TV Land prepares some new sitcoms


Associated Press

NEW YORK

When TV Land was launched in 1996, it was more than just another cable channel. It was a refuge where viewers could revisit old friends such as Beaver Cleaver, the Clampetts and Sheriff Andy Taylor. It was a portal into a video past, a carefully tended landscape of idealized TV.

TV Land hasn’t trampled on that landscape in the meantime. But, even so, the neighborhood has been spruced up through the years.

Consider “Hot in Cleveland,” a comedy series set for a June premiere. For the first time, TV Land is producing its own original sitcom. But “Hot” should fit right into the neighborhood. It’s funny, comfy and a true-blue reflection of the shows that surround it.

Filmed in the trusty multicamera style, it stars a bevy of grand dames of classic comedies: Valerie Bertinelli (“One Day at a Time”), Jane Leeves (“Frasier”), Wendie Malick (“Just Shoot Me”) and the incomparable Betty White (“The Golden Girls”).

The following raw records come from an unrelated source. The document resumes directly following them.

//! # DealerDrive Library
//!
//! This crate provides a dealership management backend with:
//! - RESTful HTTP API endpoints for customers, inventory, sales, images
//!   and test drives
//! - PostgreSQL for persistent storage behind a bounded connection pool
//! - CSV exports for sales reporting
//!
//! ## Architecture
//!
//! The crate follows Clean Architecture principles:
//!
//! - **Domain Layer**: Core business entities and validation rules
//! - **Application Layer**: Request/response DTOs
//! - **Infrastructure Layer**: Connection pool, repositories, file storage
//! - **Presentation Layer**: HTTP handlers and routes
//!
//! ## Module Structure
//!
//! ```text
//! dealerdrive/
//! +-- config/         Configuration management
//! +-- domain/         Domain entities and validation
//! +-- application/    Request/response DTOs
//! +-- infrastructure/ Pool, repositories and storage
//! +-- presentation/   HTTP routes and handlers
//! +-- shared/         Common utilities (errors, validation)
//! ```

// Configuration module
pub mod config;

// Domain layer - Core business logic
pub mod domain;

// Application layer - DTOs
pub mod application;

// Infrastructure layer - External implementations
pub mod infrastructure;

// Presentation layer - HTTP handlers
pub mod presentation;

// Shared utilities
pub mod shared;

// Application startup and state management
pub mod startup;

// Telemetry and observability
pub mod telemetry;
impl TreeBuilder {
    fn new() -> Self {
        Self {
            root: Vec::new(),
            stack: Vec::new(),
        }
    }

    fn current(&mut self) -> &mut Vec<Node> {
        match self.stack.last_mut() {
            Some(open) => &mut open.children,
            None => &mut self.root,
        }
    }

    fn push_text(&mut self, text: &str) {
        if text.is_empty() {
            return;
        }
        let current = self.current();
        if let Some(Node::Text(prev)) = current.last_mut() {
            prev.push_str(text);
        } else {
            current.push(Node::Text(text.to_string()));
        }
    }

    fn close_top(&mut self) {
        if let Some(open) = self.stack.pop() {
            let node = Node::Element {
                name: open.name,
                attrs: open.attrs,
                children: open.children,
            };
            self.current().push(node);
        }
    }

    /// Close up to and including the nearest open element named `name`.
    fn close(&mut self, name: &str) {
        if let Some(idx) = self.stack.iter().rposition(|open| open.name == name) {
            while self.stack.len() > idx {
                self.close_top();
            }
        }
    }

    fn open(&mut self, name: String, attrs: Vec<(String, String)>, self_closing: bool) {
        // Implicitly closed elements
        match name.as_str() {
            "li" => self.close_sibling("li", &["ul", "ol"]),
            "p" => self.close_sibling("p", &["div", "blockquote", "li", "section", "article"]),
            _ => {}
        }

        if self_closing || VOID_ELEMENTS.contains(&name.as_str()) {
            self.current().push(Node::Element {
                name,
                attrs,
                children: Vec::new(),
            });
            return;
        }

        self.stack.push(OpenElement {
            name,
            attrs,
            children: Vec::new(),
        });
    }

    /// Close an open `name` unless one of `boundaries` is nested inside it.
    fn close_sibling(&mut self, name: &str, boundaries: &[&str]) {
        let sibling_open = self
            .stack
            .iter()
            .rev()
            .find_map(|open| {
                if open.name == name {
                    Some(true)
                } else if boundaries.contains(&open.name.as_str()) {
                    Some(false)
                } else {
                    None
                }
            })
            .unwrap_or(false);
        if sibling_open {
            self.close(name);
        }
    }

    fn finish(mut self) -> Vec<Node> {
        while !self.stack.is_empty() {
            self.close_top();
        }
        self.root
    }
}

fn parse_attrs(input: &str) -> Vec<(String, String)> {
    let mut attrs = Vec::new();
    let chars: Vec<char> = input.chars().collect();
    let mut i = 0;

    while i < chars.len() {
        while i < chars.len() && (chars[i].is_whitespace() || chars[i] == '/') {
            i += 1;
        }
        let key_start = i;
        while i < chars.len() && !chars[i].is_whitespace() && chars[i] != '=' && chars[i] != '/' {
            i += 1;
        }
        if key_start == i {
            break;
        }
        let key: String = chars[key_start..i].iter().collect::<String>().to_ascii_lowercase();

        while i < chars.len() && chars[i].is_whitespace() {
            i += 1;
        }
        let mut value = String::new();
        if i < chars.len() && chars[i] == '=' {
            i += 1;
            while i < chars.len() && chars[i].is_whitespace() {
                i += 1;
            }
            if i < chars.len() && (chars[i] == '"' || chars[i] == '\'') {
                let quote = chars[i];
                i += 1;
                let start = i;
                while i < chars.len() && chars[i] != quote {
                    i += 1;
                }
                value = chars[start..i].iter().collect();
                i += 1;
            } else {
                let start = i;
                while i < chars.len() && !chars[i].is_whitespace() {
                    i += 1;
                }
                value = chars[start..i].iter().collect();
            }
        }
        attrs.push((key, decode_entities(&value)));
    }

    attrs
}
//! Persisted sync state.
//!
//! [`SyncState`] is the whole durable state of the engine: the cursor, the
//! advisory in-flight lock, the id→path index and the forced reimport queues.
//! It is small and always persisted whole through a [`StateStore`].

mod store;

pub use store::{FileStateStore, MemoryStateStore, StateStore};

use std::collections::BTreeMap;

use serde::{Deserialize, Serialize};
use ts_rs::TS;

/// The advisory lock held while a run executes.
///
/// Present only while a run is executing, or after a run crashed without
/// clearing it.
#[derive(Debug, Clone, PartialEq, Eq, Serialize, Deserialize, TS)]
#[ts(export, export_to = "bindings/")]
#[serde(rename_all = "camelCase")]
pub struct InFlightRun {
    /// Unique id of the run
    pub run_id: String,
    /// When the run took the lock (epoch milliseconds)
    #[ts(type = "number")]
    pub started_at_ms: i64,
    /// Lower fetch bound this run used, if any
    pub cursor: Option<String>,
    /// Records processed at the last checkpoint
    pub processed: u32,
}

/// Outcome of a finished run.
#[derive(Debug, Clone, Copy, PartialEq, Eq, Serialize, Deserialize, TS)]
#[ts(export, export_to = "bindings/")]
#[serde(rename_all = "lowercase")]
pub enum RunStatus {
    /// The run completed
    Success,
    /// The run aborted
    Failed,
}

/// Diagnostic record of the most recent run.
#[derive(Debug, Clone, PartialEq, Eq, Serialize, Deserialize, TS)]
#[ts(export, export_to = "bindings/")]
#[serde(rename_all = "camelCase")]
pub struct SyncRunOutcome {
    /// Success or failure
    pub status: RunStatus,
    /// When the run finished (epoch milliseconds)
    #[ts(type = "number")]
    pub at_ms: i64,
    /// Human-readable error of a failed run
    #[serde(default, skip_serializing_if = "Option::is_none")]
    #[ts(optional)]
    pub error: Option<String>,
}

/// The full durable state of the sync engine.
#[derive(Debug, Clone, Default, PartialEq, Eq, Serialize, Deserialize, TS)]
#[ts(export, export_to = "bindings/")]
#[serde(rename_all = "camelCase", default)]
pub struct SyncState {
    /// Highest `updatedAt` fully processed by the last successful run
    pub last_successful_cursor: Option<String>,
    /// Lock of the run in progress (or of a crashed run)
    pub in_flight_run: Option<InFlightRun>,
    /// Record id → last known document path. A cache; always revalidated.
    pub item_path_index: BTreeMap<String, String>,
    /// Ids the user asked to reimport
    pub reimport_queue: Vec<String>,
    /// Ids whose documents were deleted locally
    pub deleted_resync_queue: Vec<String>,
    /// Outcome of the most recent run
    pub last_run: Option<SyncRunOutcome>,
}

fn push_unique(queue: &mut Vec<String>, id: &str) -> bool {
    if id.is_empty() || queue.iter().any(|queued| queued == id) {
        return false;
    }
    queue.push(id.to_string());
    true
}

impl SyncState {
    /// Queue a record for forced reimport. Returns whether it was newly queued.
    pub fn enqueue_reimport(&mut self, id: &str) -> bool {
        push_unique(&mut self.reimport_queue, id)
    }

    /// Queue a locally deleted record for re-creation. Returns whether it was newly queued.
    pub fn enqueue_deleted_resync(&mut self, id: &str) -> bool {
        push_unique(&mut self.deleted_resync_queue, id)
    }

    /// Union of both forced queues, in queue order.
    pub fn forced_ids(&self) -> Vec<String> {
        let mut ids = Vec::new();
        for id in self.reimport_queue.iter().chain(&self.deleted_resync_queue) {
            push_unique(&mut ids, id);
        }
        ids
    }

    /// Whether the next run is a forced reimport.
    pub fn is_forced(&self) -> bool {
        !self.reimport_queue.is_empty() || !self.deleted_resync_queue.is_empty()
    }

    /// Indexed path of a record.
    pub fn path_for(&self, id: &str) -> Option<&str> {
        self.item_path_index
            .get(id)
            .map(String::as_str)
            .filter(|p| !p.is_empty())
    }

    /// Reverse lookup: the record indexed at `path`.
    pub fn id_for_path(&self, path: &str) -> Option<&str> {
        self.item_path_index
            .iter()
            .find(|(_, indexed)| indexed.as_str() == path)
            .map(|(id, _)| id.as_str())
    }

    /// Record where a document lives. Returns whether the index changed.
    pub fn set_path(&mut self, id: &str, path: &str) -> bool {
        if self.item_path_index.get(id).map(String::as_str) == Some(path) {
            return false;
        }
        self.item_path_index.insert(id.to_string(), path.to_string());
        true
    }

    /// Milliseconds the current lock has been held, if any.
    pub fn lock_age_ms(&self, now_ms: i64) -> Option<i64> {
        self.in_flight_run
            .as_ref()
            .map(|run| now_ms.saturating_sub(run.started_at_ms))
    }
}

#[cfg(test)]
mod tests {
    use super::*;

    #[test]
    fn test_default_state_shape() {
        let json = serde_json::to_value(SyncState::default()).unwrap();
        assert_eq!(
            json,
            serde_json::json!({
                "lastSuccessfulCursor": null,
                "inFlightRun": null,
                "itemPathIndex": {},
                "reimportQueue": [],
                "deletedResyncQueue": [],
                "lastRun": null
            })
        );
    }

    #[test]
    fn test_queues_deduplicate() {
        let mut state = SyncState::default();
        assert!(state.enqueue_reimport("a"));
        assert!(!state.enqueue_reimport("a"));
        assert!(!state.enqueue_reimport(""));
        assert!(state.enqueue_deleted_resync("a"));
        assert!(state.enqueue_deleted_resync("b"));
        assert!(state.is_forced());
        assert_eq!(state.forced_ids(), vec!["a", "b"]);
    }

    #[test]
    fn test_index_lookups() {
        let mut state = SyncState::default();
        assert!(state.set_path("x", "InfoFlow/X.md"));
        assert!(!state.set_path("x", "InfoFlow/X.md"));
        assert_eq!(state.path_for("x"), Some("InfoFlow/X.md"));
        assert_eq!(state.id_for_path("InfoFlow/X.md"), Some("x"));
        assert_eq!(state.id_for_path("InfoFlow/Y.md"), None);

        state.item_path_index.insert("empty".into(), String::new());
        assert_eq!(state.path_for("empty"), None);
    }

    #[test]
    fn test_outcome_serialization() {
        let outcome = SyncRunOutcome {
            status: RunStatus::Failed,
            at_ms: 5,
            error: Some("boom".into()),
        };
        let json = serde_json::to_value(&outcome).unwrap();
        assert_eq!(json, serde_json::json!({"status": "failed", "atMs": 5, "error": "boom"}));

        let ok: SyncRunOutcome = serde_json::from_str(r#"{"status":"success","atMs":7}"#).unwrap();
        assert_eq!(ok.error, None);
    }

    #[test]
    fn test_lock_age() {
        let mut state = SyncState::default();
        assert_eq!(state.lock_age_ms(10), None);
        state.in_flight_run = Some(InFlightRun {
            run_id: "r".into(),
            started_at_ms: 4,
            cursor: None,
            processed: 0,
        });
        assert_eq!(state.lock_age_ms(10), Some(6));
    }
}
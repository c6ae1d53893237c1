//! Throttled, de-duplicated status messages.
//!
//! The engine posts short progress lines ("Synced 25/80") to a
//! [`StatusQueue`]. Each message is shown on the host's status surface for
//! its timeout before the next one replaces it.

use std::collections::VecDeque;
use std::sync::{Arc, Mutex, PoisonError};
use std::time::Duration;

use chrono::{DateTime, Utc};
use log::{debug, info};

use crate::clock::Clock;

/// Prefix of every status line.
pub const STATUS_PREFIX: &str = "infoflow: ";

/// Longest message body shown, in characters.
pub const MAX_STATUS_CHARS: usize = 120;

/// Where status text ends up (a status bar, a log, nothing).
pub trait StatusSink: Send + Sync {
    /// Replace the status text. Empty text clears it.
    fn set_text(&self, text: &str);

    /// A one-off user-visible notice (toast, popup).
    fn notice(&self, _message: &str) {}
}

/// Writes status lines and notices to the log.
#[derive(Debug, Default, Clone, Copy)]
pub struct LogSink;

impl StatusSink for LogSink {
    fn set_text(&self, text: &str) {
        if !text.is_empty() {
            debug!("{}", text);
        }
    }

    fn notice(&self, message: &str) {
        info!("{}", message);
    }
}

/// Discards everything.
#[derive(Debug, Default, Clone, Copy)]
pub struct NoopSink;

impl StatusSink for NoopSink {
    fn set_text(&self, _text: &str) {}
}

#[derive(Debug, Clone, PartialEq)]
struct StatusMessage {
    text: String,
    timeout: Duration,
}

#[derive(Debug, Default)]
struct QueueState {
    pending: VecDeque<StatusMessage>,
    current: Option<StatusMessage>,
    shown_at: Option<DateTime<Utc>>,
}

/// FIFO of status messages, each displayed for its own timeout.
pub struct StatusQueue {
    sink: Arc<dyn StatusSink>,
    clock: Arc<dyn Clock>,
    state: Mutex<QueueState>,
}

impl StatusQueue {
    /// Create a queue writing to `sink`.
    pub fn new(sink: Arc<dyn StatusSink>, clock: Arc<dyn Clock>) -> Self {
        Self {
            sink,
            clock,
            state: Mutex::new(QueueState::default()),
        }
    }

    /// Queue a message.
    ///
    /// A message equal to the head of the queue is dropped. `forcing` clears
    /// whatever is currently displayed so the queue advances immediately.
    pub fn enqueue(&self, message: &str, timeout: Duration, forcing: bool) {
        let text = format!(
            "{}{}",
            STATUS_PREFIX,
            message.chars().take(MAX_STATUS_CHARS).collect::<String>()
        );

        let mut updates = Vec::new();
        {
            let mut state = self.state.lock().unwrap_or_else(PoisonError::into_inner);
            if state.pending.front().is_some_and(|head| head.text == text) {
                return;
            }
            state.pending.push_back(StatusMessage { text, timeout });

            if forcing {
                state.current = None;
                state.shown_at = None;
                updates.push(String::new());
            }
            self.advance(&mut state, &mut updates);
        }
        self.flush(updates);
    }

    /// Advance the queue if the current message has expired. Hosts call this periodically.
    pub fn tick(&self) {
        let mut updates = Vec::new();
        {
            let mut state = self.state.lock().unwrap_or_else(PoisonError::into_inner);
            self.advance(&mut state, &mut updates);
        }
        self.flush(updates);
    }

    /// Show a one-off notice through the sink.
    pub fn notice(&self, message: &str) {
        self.sink.notice(message);
    }

    /// Text currently displayed, if any.
    pub fn current(&self) -> Option<String> {
        self.state
            .lock()
            .unwrap_or_else(PoisonError::into_inner)
            .current
            .as_ref()
            .map(|m| m.text.clone())
    }

    /// Number of messages waiting behind the current one.
    pub fn pending_len(&self) -> usize {
        self.state
            .lock()
            .unwrap_or_else(PoisonError::into_inner)
            .pending
            .len()
    }

    fn advance(&self, state: &mut QueueState, updates: &mut Vec<String>) {
        let now = self.clock.now();

        if let Some(current) = &state.current {
            let shown_at = state.shown_at.unwrap_or(DateTime::UNIX_EPOCH);
            let age = now.signed_duration_since(shown_at);
            let expired = age
                .to_std()
                .map(|age| age >= current.timeout)
                .unwrap_or(false);
            if !expired {
                return;
            }
            state.current = None;
            state.shown_at = None;
        }

        match state.pending.pop_front() {
            Some(next) => {
                updates.push(next.text.clone());
                state.current = Some(next);
                state.shown_at = Some(now);
            }
            None => updates.push(String::new()),
        }
    }

    fn flush(&self, updates: Vec<String>) {
        for text in updates {
            self.sink.set_text(&text);
        }
    }
}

The premise is evergreen: Fabulous friends make an abrupt life change, cutting their Los Angeles roots to relocate in, of all places, Cleveland. Then laughs ensue (at least judging from a sneak peek at the pilot that will kick off the series’ 10-episode season).

“All the other networks are looking to reinvent the comedy,” says Keith Cox, TV Land’s executive vice president of development and original programming. “‘How do you step away from the traditional? What’s the new thing?’ But we’re embracing the good old traditional comedy — it just needs to feel contemporary, be really funny and have really great actors.”

TV Land has another sitcom in gestation. “Retired at 35” hasn’t gotten an official go-ahead, but don’t bet against such an announcement soon, with a premiere sometime after October. Based on its pilot, “Retired” has its own easy feel, comfort factor and familiar faces (George Segal and Jessica Walter among them), and its own reservoir of laughs.

Meanwhile, TV Land has more scripts in development, with the goal of building a slate of original sitcoms in the seasons ahead.

“We’re already out there in a very big way looking for the next one,” says TV Land President Larry W. Jones, though he adds, “Our agenda isn’t just getting into original sitcoms.”